//! Typed Optional – validated optional containers over dynamic values.
//!
//! The crate centers on the *optional*: a container that either holds exactly
//! one value or is empty, where:
//! * A [`datatype::Value`] is the dynamic value universe (scalars, keyed arrays,
//!   external indexable containers and property bags). `Value::Null` is the
//!   absent sentinel and is never held.
//! * A [`datatype::Variant`] names a closed family of values through a validity
//!   predicate (`supports`), checked once when a value enters a container.
//! * An [`construct::Optional`] couples a variant with at most one value and
//!   offers the chaining algebra (`map`, `flat_map`, `filter`, the `or_else`
//!   family, equality and rendering).
//!
//! Empty optionals are interned: exactly one empty instance exists per variant
//! for the lifetime of the process, so heavy chaining over absent values does
//! not allocate. Handles are immutable and cheap to clone; every chaining
//! operation hands back either the same handle or a new one.
//!
//! ## Modules
//! * [`construct`] – The [`construct::Optional`] container, its erased form and
//!   the keeper of interned empty instances.
//! * [`datatype`] – [`datatype::Value`], keys, arrays, objects, the
//!   [`datatype::Indexable`] protocol and the provided variants.
//! * [`path`] – Dot path resolution with wildcard fan-out, and the
//!   `array_key` factory of the collection optional.
//! * [`settings`] – Layered configuration for the resolver and the command line tool.
//!
//! ## Variants
//! [`datatype::Anything`] accepts every value; [`datatype::Boolean`],
//! [`datatype::Integer`], [`datatype::Float`] and [`datatype::Text`] accept one
//! scalar kind each; [`datatype::Collection`] accepts arrays and indexables.
//! Optionals of different variants are distinct types and never compare equal.
//!
//! ## Path Resolution
//! Paths such as `"orders.*.lines.*.sku"` descend through arrays, indexables
//! and object properties. A wildcard applies the rest of the path to every
//! element; when a further wildcard remains, per element results are collapsed
//! into one list.
//!
//! ## Quick Start
//! ```
//! use typed_optional::{OptionalArr, OptionalInt};
//! use typed_optional::datatype::Value;
//!
//! let doubled = OptionalInt::of(21).unwrap().map(|v| v.as_int().map(|i| i * 2)).unwrap();
//! assert_eq!(doubled.get().unwrap(), &Value::Int(42));
//! assert!(OptionalInt::of_empty().map(|_| 1).unwrap().is_empty());
//!
//! let input = Value::from(serde_json::json!({"foo": {"bar": "baz"}}));
//! assert!(OptionalArr::array_key(input.clone(), "foo.bar").unwrap().is_present());
//! assert!(OptionalArr::array_key(input, "foo.missing").unwrap().is_empty());
//! ```

pub mod construct;
pub mod datatype;
pub mod error;
pub mod path;
pub mod settings;

pub use construct::{
    ErasedOptional, Optional, OptionalAny, OptionalArr, OptionalBool, OptionalFloat,
    OptionalInt, OptionalString,
};
pub use error::{OptionalError, Result};
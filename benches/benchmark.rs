use std::hint::black_box;

use criterion::{Criterion, criterion_group, criterion_main};
use serde_json::json;

use typed_optional::OptionalInt;
use typed_optional::datatype::Value;
use typed_optional::path::{PathSpec, resolve};

fn orders(count: usize) -> Value {
    let orders: Vec<_> = (0..count)
        .map(|i| json!({"id": i, "lines": [{"sku": format!("A{i}")}, {"sku": format!("B{i}")}]}))
        .collect();
    Value::from(json!({ "orders": orders }))
}

pub fn criterion_benchmark(c: &mut Criterion) {
    let present = OptionalInt::of(42).unwrap();
    c.bench_function("chain present", |b| {
        b.iter(|| {
            black_box(&present)
                .map(|v| v.as_int().map(|i| i + 1))
                .unwrap()
                .filter(|v| v.as_int().is_some_and(|i| i % 2 == 1))
                .or_else(0)
                .unwrap()
        })
    });
    let empty = OptionalInt::of_empty();
    c.bench_function("chain empty", |b| {
        b.iter(|| {
            black_box(&empty)
                .map(|v| v.as_int().map(|i| i + 1))
                .unwrap()
                .filter(|_| true)
                .is_empty()
        })
    });
    c.bench_function("of_empty", |b| b.iter(OptionalInt::of_empty));

    let path = PathSpec::parse("orders.*.lines.*.sku");
    for count in [10, 1000] {
        let document = orders(count);
        c.bench_function(&format!("wildcard collapse {count}"), |b| {
            b.iter(|| resolve(black_box(&document), &path))
        });
    }
    let document = orders(1000);
    let direct = PathSpec::parse("orders.999.lines.1.sku");
    c.bench_function("direct path", |b| b.iter(|| resolve(black_box(&document), &direct)));
}

criterion_group!(benches, criterion_benchmark);
criterion_main!(benches);
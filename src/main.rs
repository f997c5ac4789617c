//! Command line front end: resolves a dot path inside a JSON document.
//!
//! ```text
//! $ echo '{"a":[{"x":1},{"x":2}]}' | typed-optional 'a.*.x'
//! [
//!   1,
//!   2
//! ]
//! ```

use std::fs;
use std::io::{self, Read};
use std::path::PathBuf;
use std::process::ExitCode;

use clap::Parser;
use tracing::debug;
use tracing_subscriber::EnvFilter;

use typed_optional::datatype::Value;
use typed_optional::path::{Fallback, PathSpec, resolve_or};
use typed_optional::settings::Settings;
use typed_optional::{OptionalArr, Result};

#[derive(Parser, Debug)]
#[command(author, version, about, long_about = None)]
struct Args {
    /// Path to resolve, `*` fans out over arrays
    path: String,

    /// JSON document, read from stdin when omitted
    input: Option<PathBuf>,

    /// Settings file
    #[arg(short, long, value_name = "FILE")]
    config: Option<PathBuf>,

    /// JSON value printed when the path does not resolve
    #[arg(short, long, value_name = "JSON")]
    default: Option<String>,

    /// Print present or absent instead of the resolved value
    #[arg(long)]
    presence: bool,
}

fn main() -> ExitCode {
    let args = Args::parse();

    let settings = match Settings::load(args.config.as_deref()) {
        Ok(settings) => settings,
        Err(e) => {
            eprintln!("{e}");
            return ExitCode::FAILURE;
        }
    };

    tracing_subscriber::fmt()
        .with_env_filter(
            EnvFilter::try_from_default_env().unwrap_or_else(|_| EnvFilter::new(&settings.log.filter)),
        )
        .with_writer(io::stderr)
        .init();

    match run(&args, &settings) {
        Ok(output) => {
            println!("{output}");
            ExitCode::SUCCESS
        }
        Err(e) => {
            eprintln!("{e}");
            ExitCode::FAILURE
        }
    }
}

fn run(args: &Args, settings: &Settings) -> Result<String> {
    let source = match &args.input {
        Some(file) => fs::read_to_string(file)?,
        None => {
            let mut source = String::new();
            io::stdin().read_to_string(&mut source)?;
            source
        }
    };
    let document: Value = serde_json::from_str(&source)?;
    let path = PathSpec::parse_with(&args.path, &settings.path);
    debug!(
        path = %path.render_with(&settings.path),
        segments = path.segments().len(),
        presence = args.presence,
        "resolving"
    );

    if args.presence {
        let found = OptionalArr::array_key(document, path)?;
        let verdict = if found.is_present() { "present" } else { "absent" };
        return Ok(verdict.to_string());
    }

    let fallback = match &args.default {
        Some(json) => Fallback::Literal(serde_json::from_str(json)?),
        None => Fallback::default(),
    };
    let value = resolve_or(&document, &path, &fallback);
    Ok(serde_json::to_string_pretty(&value)?)
}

**YOUR OBJECTIVE:**
Give the number of lines in the records where the word "input" shows up. Nothing else belongs in the reply.

**EXPECTED ANSWER:**
5